**DATA FOR THE TASK**
★ ★ ★ ★

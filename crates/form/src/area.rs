//! Validation area: a named group of elements validated as one unit.
//!
//! An area tracks the interactive elements of its subtree, runs a
//! [`ValidationSession`] on interaction or on demand and keeps the resulting
//! state. Areas may register with a [`Provider`] for "validate all" and
//! cross-area lookups.
//!
//! Overlapping validations of one area are not cancelled: by default the
//! last run to finish writes the state. With
//! [`ValidatorConfig::discard_stale_results`](crate::ValidatorConfig) each run
//! is stamped and results of superseded runs are dropped instead.

use std::sync::atomic::{AtomicU64, Ordering};
use std::sync::{Arc, Weak};

use parking_lot::{Mutex, RwLock};

use crate::element::{ElementRef, contains};
use crate::error::{Error, Result};
use crate::provider::Provider;
use crate::rule_spec::{RuleOptions, merge_rules};
use crate::scope::AreaScope;
use crate::session::ValidationSession;
use crate::tree::{Node, collect_elements};
use crate::validator::FormValidator;

// ============================================================================
// OPTIONS
// ============================================================================

/// Static configuration of an area.
#[derive(Debug, Clone, Default)]
pub struct AreaOptions {
    pub rules: RuleOptions,
    /// Explicit area name. Required unless the area tracks exactly one named element.
    pub name: Option<String>,
    /// Name shown in messages instead of the resolved name.
    pub validation_name: Option<String>,
}

impl AreaOptions {
    pub fn new() -> Self {
        Self::default()
    }

    pub fn rules(mut self, rules: impl Into<RuleOptions>) -> Self {
        self.rules = rules.into();
        self
    }

    pub fn name(mut self, name: impl Into<String>) -> Self {
        self.name = Some(name.into());
        self
    }

    pub fn validation_name(mut self, name: impl Into<String>) -> Self {
        self.validation_name = Some(name.into());
        self
    }
}

// ============================================================================
// AREA
// ============================================================================

#[derive(Debug, Clone)]
struct AreaState {
    errors: Vec<String>,
    valid: bool,
    pending: bool,
    dirty: bool,
    touched: bool,
}

impl Default for AreaState {
    fn default() -> Self {
        Self {
            errors: Vec::new(),
            valid: true,
            pending: false,
            dirty: false,
            touched: false,
        }
    }
}

/// A boundaried group of form elements.
pub struct Area {
    validator: FormValidator,
    options: AreaOptions,
    elements: RwLock<Vec<ElementRef>>,
    state: RwLock<AreaState>,
    provider: RwLock<Option<Weak<Provider>>>,
    injected: Mutex<Option<Vec<String>>>,
    generation: AtomicU64,
    this: Weak<Area>,
}

impl Area {
    pub fn new(validator: FormValidator, options: AreaOptions) -> Arc<Self> {
        Arc::new_cyclic(|this| Self {
            validator,
            options,
            elements: RwLock::new(Vec::new()),
            state: RwLock::new(AreaState::default()),
            provider: RwLock::new(None),
            injected: Mutex::new(None),
            generation: AtomicU64::new(0),
            this: this.clone(),
        })
    }

    pub fn options(&self) -> &AreaOptions {
        &self.options
    }

    // ------------------------------------------------------------------------
    // Element tracking
    // ------------------------------------------------------------------------

    /// Recomputes the tracked elements from a render pass.
    pub fn render(&self, tree: &Node) {
        *self.elements.write() = collect_elements(tree);
    }

    /// Tracks one more element; already tracked elements are ignored.
    pub fn register_element(&self, element: ElementRef) {
        let mut elements = self.elements.write();
        if !contains(&elements, &element) {
            elements.push(element);
        }
    }

    /// Currently tracked elements.
    pub fn input_refs(&self) -> Vec<ElementRef> {
        self.elements.read().clone()
    }

    pub fn tracks(&self, element: &ElementRef) -> bool {
        contains(&self.elements.read(), element)
    }

    /// The area's registry key and default display name.
    ///
    /// A single tracked element with a name wins; otherwise the explicit
    /// name option is used.
    pub fn name(&self) -> Result<String> {
        let elements = self.elements.read();
        if let [single] = elements.as_slice()
            && let Some(name) = single.name()
        {
            return Ok(name.to_string());
        }
        self.options.name.clone().ok_or(Error::MissingName)
    }

    // ------------------------------------------------------------------------
    // Provider registration
    // ------------------------------------------------------------------------

    /// Resolves the name and registers with `provider`, if any.
    ///
    /// Call after the first [`render`](Self::render). Fails with
    /// [`Error::MissingName`] or [`Error::DuplicateAreaName`].
    pub fn mount(&self, provider: Option<&Arc<Provider>>) -> Result<()> {
        let name = self.name()?;
        tracing::debug!(area = %name, with_provider = provider.is_some(), "Mounting area");

        if let Some(provider) = provider {
            let this = self.this.upgrade().ok_or(Error::NotInAreaContext)?;
            provider.add_area(&name, this)?;
        }
        Ok(())
    }

    pub(crate) fn attach(&self, provider: Weak<Provider>) {
        *self.provider.write() = Some(provider);
    }

    /// The enclosing provider, if registered with one.
    pub fn provider(&self) -> Option<Arc<Provider>> {
        self.provider.read().as_ref().and_then(Weak::upgrade)
    }

    /// Own rules followed by the provider's rules.
    pub fn rules(&self) -> Vec<String> {
        match self.provider() {
            Some(provider) => merge_rules([self.options.rules.clone(), provider.rules().clone()]),
            None => self.options.rules.flatten(),
        }
    }

    // ------------------------------------------------------------------------
    // Validation
    // ------------------------------------------------------------------------

    /// Builds the session for a run over `element` or the whole area.
    pub fn session(&self, element: Option<&ElementRef>) -> Result<ValidationSession> {
        let targets = match element {
            Some(element) => vec![Arc::clone(element)],
            None => self.input_refs(),
        };

        ValidationSession::builder(&self.validator)
            .elements(targets)
            .rules(self.rules())
            .name(self.name()?)
            .validation_name(self.options.validation_name.clone())
            .area(self.this.clone())
            .build()
    }

    /// Validates one element, or the whole area when `element` is `None`.
    ///
    /// Configuration errors are returned. Rule failures (unknown rule, bad
    /// argument) are logged and leave the area not pending with its validity
    /// untouched; the run then reports `false`.
    pub async fn validate(&self, element: Option<&ElementRef>) -> Result<bool> {
        let generation = self.generation.fetch_add(1, Ordering::SeqCst) + 1;
        {
            let mut state = self.state.write();
            state.pending = true;
            state.dirty = false;
            state.errors.clear();
        }
        *self.injected.lock() = None;

        let session = match self.session(element) {
            Ok(session) => session,
            Err(err) => {
                self.state.write().pending = false;
                return Err(err);
            }
        };

        tracing::debug!(
            area = %session.name(),
            generation,
            rules = session.rules().len(),
            "Validating area"
        );

        let outcome = session.validate().await;

        if self.is_stale(generation) {
            tracing::debug!(area = %session.name(), generation, "Discarding superseded validation result");
            return match outcome {
                Ok(passed) => Ok(passed),
                Err(err) if err.is_configuration() => Err(err),
                Err(err) => {
                    tracing::debug!(area = %session.name(), generation, error = %err, "Superseded validation aborted");
                    Ok(false)
                }
            };
        }

        let mut state = self.state.write();
        state.pending = false;
        match outcome {
            Ok(passed) => {
                state.valid = passed;
                state.errors = session.errors();
                tracing::debug!(area = %session.name(), passed, errors = state.errors.len(), "Validated area");
                Ok(passed)
            }
            Err(err) if err.is_configuration() => Err(err),
            Err(err) => {
                tracing::error!(area = %session.name(), error = %err, "Validation aborted");
                Ok(false)
            }
        }
    }

    fn is_stale(&self, generation: u64) -> bool {
        self.validator.config().discard_stale_results
            && self.generation.load(Ordering::SeqCst) != generation
    }

    // ------------------------------------------------------------------------
    // Interaction
    // ------------------------------------------------------------------------

    /// Handles a blur on `element`.
    ///
    /// The element's own listener always runs. Blurrable kinds then mark the
    /// area touched and validate: just that element when it is tracked,
    /// otherwise the whole area. Returns `None` when no validation ran.
    pub async fn handle_blur(&self, element: &ElementRef) -> Result<Option<bool>> {
        element.fire_blur();

        if !element.capabilities().blurrable {
            return Ok(None);
        }

        self.state.write().touched = true;
        let target = self.tracks(element).then_some(element);
        self.validate(target).await.map(Some)
    }

    /// Handles a change on `element`: runs its listener and marks the area dirty.
    pub fn handle_change(&self, element: &ElementRef) {
        element.fire_change();
        self.state.write().dirty = true;
    }

    // ------------------------------------------------------------------------
    // External errors
    // ------------------------------------------------------------------------

    /// Appends an externally supplied error batch and marks the area invalid.
    ///
    /// A batch equal to the one injected since the last validation is
    /// ignored.
    pub fn inject_errors(&self, errors: Vec<String>) {
        let mut injected = self.injected.lock();
        if injected.as_ref() == Some(&errors) {
            return;
        }

        self.append_errors(&errors);
        *injected = Some(errors);
    }

    /// Appends a batch the provider already found changed.
    pub(crate) fn receive_errors(&self, errors: Vec<String>) {
        self.append_errors(&errors);
        *self.injected.lock() = Some(errors);
    }

    fn append_errors(&self, errors: &[String]) {
        if errors.is_empty() {
            return;
        }
        let mut state = self.state.write();
        state.errors.extend_from_slice(errors);
        state.valid = false;
    }

    // ------------------------------------------------------------------------
    // State
    // ------------------------------------------------------------------------

    pub fn scope(&self) -> AreaScope {
        let state = self.state.read();
        AreaScope {
            errors: state.errors.clone(),
            valid: state.valid,
            pending: state.pending,
            dirty: state.dirty,
            touched: state.touched,
        }
    }

    pub fn errors(&self) -> Vec<String> {
        self.state.read().errors.clone()
    }

    pub fn is_valid(&self) -> bool {
        self.state.read().valid
    }

    pub fn is_pending(&self) -> bool {
        self.state.read().pending
    }

    pub fn is_dirty(&self) -> bool {
        self.state.read().dirty
    }

    pub fn is_touched(&self) -> bool {
        self.state.read().touched
    }
}

impl std::fmt::Debug for Area {
    fn fmt(&self, f: &mut std::fmt::Formatter<'_>) -> std::fmt::Result {
        f.debug_struct("Area")
            .field("options", &self.options)
            .field("elements", &self.elements.read().len())
            .field("state", &*self.state.read())
            .finish()
    }
}

#[cfg(test)]
mod tests {
    use super::*;
    use crate::element::Element;
    use crate::rule::FnRule;

    fn area(validator: &FormValidator, options: AreaOptions, elements: Vec<ElementRef>) -> Arc<Area> {
        let area = Area::new(validator.clone(), options);
        area.render(&Node::fragment(elements.into_iter().map(Node::element).collect()));
        area
    }

    #[test]
    fn name_from_single_element() {
        let validator = FormValidator::default();
        let area = area(&validator, AreaOptions::new(), vec![Element::input().with_name("test").shared()]);
        assert_eq!(area.name().unwrap(), "test");
    }

    #[test]
    fn mount_without_name_fails() {
        let validator = FormValidator::default();
        let area = area(
            &validator,
            AreaOptions::new(),
            vec![Element::input().shared(), Element::input().shared()],
        );
        assert!(matches!(area.mount(None), Err(Error::MissingName)));
    }

    #[test]
    fn register_element_deduplicates() {
        let validator = FormValidator::default();
        let area = Area::new(validator, AreaOptions::new().name("test"));
        let input = Element::input().shared();
        area.register_element(input.clone());
        area.register_element(input);
        assert_eq!(area.input_refs().len(), 1);
    }

    #[tokio::test]
    async fn failed_validation_sets_errors() {
        let validator = FormValidator::default();
        validator.extend("passes_not", FnRule::new("not passed", |_, _| Ok(false.into())));
        let area = area(
            &validator,
            AreaOptions::new().rules("passes_not"),
            vec![Element::input().with_name("test").with_value("test").shared()],
        );

        assert!(!area.validate(None).await.unwrap());
        let scope = area.scope();
        assert_eq!(scope.errors, vec!["Not passed"]);
        assert!(!scope.valid);
        assert!(!scope.pending);
    }

    #[tokio::test]
    async fn rule_errors_fail_soft() {
        let validator = FormValidator::default();
        let area = area(
            &validator,
            AreaOptions::new().rules("min:foo"),
            vec![Element::input().with_name("test").with_value("test").shared()],
        );

        assert!(!area.validate(None).await.unwrap());
        let scope = area.scope();
        assert!(!scope.pending);
        assert!(scope.valid, "validity is left untouched");
        assert!(scope.errors.is_empty());
    }

    #[test]
    fn injected_errors_are_deduplicated_by_value() {
        let validator = FormValidator::default();
        let area = Area::new(validator, AreaOptions::new().name("test"));

        area.inject_errors(vec!["test error".to_string()]);
        area.inject_errors(vec!["test error".to_string()]);
        assert_eq!(area.errors().len(), 1);
        assert!(!area.is_valid());

        area.inject_errors(vec!["test error 2".to_string()]);
        assert_eq!(area.errors().len(), 2);
    }
}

★ ★ ★ ★

**YOUR OBJECTIVE**
Within the material above, transcribe exactly the lines that run from the line holding "state.dirty = false;" through the line holding "let outcome = session.validate().await;".

**SOLUTION**
            state.dirty = false;
            state.errors.clear();
        }
        *self.injected.lock() = None;

        let session = match self.session(element) {
            Ok(session) => session,
            Err(err) => {
                self.state.write().pending = false;
                return Err(err);
            }
        };

        tracing::debug!(
            area = %session.name(),
            generation,
            rules = session.rules().len(),
            "Validating area"
        );

        let outcome = session.validate().await;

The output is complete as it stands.